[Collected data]

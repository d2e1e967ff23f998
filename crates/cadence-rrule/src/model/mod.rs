//! Recurrence rule value types.
//!
//! Everything in this module is plain, validated data. The behaviour that
//! turns a rule into occurrences lives in [`crate::expand`].

mod filters;
mod frequency;
mod rule;
mod weekday;

pub use filters::Filters;
pub use frequency::Frequency;
pub use rule::{RecurrenceRule, RecurrenceRuleBuilder, Termination};
pub use weekday::{Weekday, WeekdayRef};
//! Recurrence-rule engine.
//!
//! A [`RecurrenceRule`] describes a repeating pattern: a frequency, an
//! interval, an anchor timestamp, an optional count or end bound, and a set of
//! BY-rule filters. Occurrences are produced lazily and in chronological
//! order by a fresh [`Occurrences`] iterator every time the rule is iterated,
//! so one rule can be shared and replayed freely.
//!
//! The engine works on naive calendar timestamps. A resolved UTC offset may be
//! attached to a rule and is carried onto occurrences by [`RecurrenceRule::zoned`],
//! but it never takes part in the arithmetic.
//!
//! ```
//! use cadence_rrule::RecurrenceRule;
//! use chrono::NaiveDate;
//!
//! let anchor = NaiveDate::from_ymd_opt(2020, 1, 31)
//!     .and_then(|d| d.and_hms_opt(9, 0, 0))
//!     .ok_or("invalid anchor")?;
//! let rule = RecurrenceRule::monthly(anchor).with_count(3).build()?;
//! let days: Vec<_> = rule.iter().map(|dt| dt.date().to_string()).collect();
//! assert_eq!(days, ["2020-01-31", "2020-02-29", "2020-03-31"]);
//! # Ok::<(), Box<dyn std::error::Error>>(())
//! ```

pub mod error;
pub mod expand;
pub mod model;
pub mod set;

pub use error::{RRuleError, RRuleResult};
pub use expand::{Occurrences, Zoned};
pub use model::{
    Filters, Frequency, RecurrenceRule, RecurrenceRuleBuilder, Termination, Weekday, WeekdayRef,
};
pub use set::{RecurrenceSet, SetOccurrences};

Your assignment
Scan the entries above for the string "RecurrenceRule" and copy each line containing it.

Result
pub use rule::{RecurrenceRule, RecurrenceRuleBuilder, Termination};
//! A [`RecurrenceRule`] describes a repeating pattern: a frequency, an
//! attached to a rule and is carried onto occurrences by [`RecurrenceRule::zoned`],
//! use cadence_rrule::RecurrenceRule;
//! let rule = RecurrenceRule::monthly(anchor).with_count(3).build()?;
    Filters, Frequency, RecurrenceRule, RecurrenceRuleBuilder, Termination, Weekday, WeekdayRef,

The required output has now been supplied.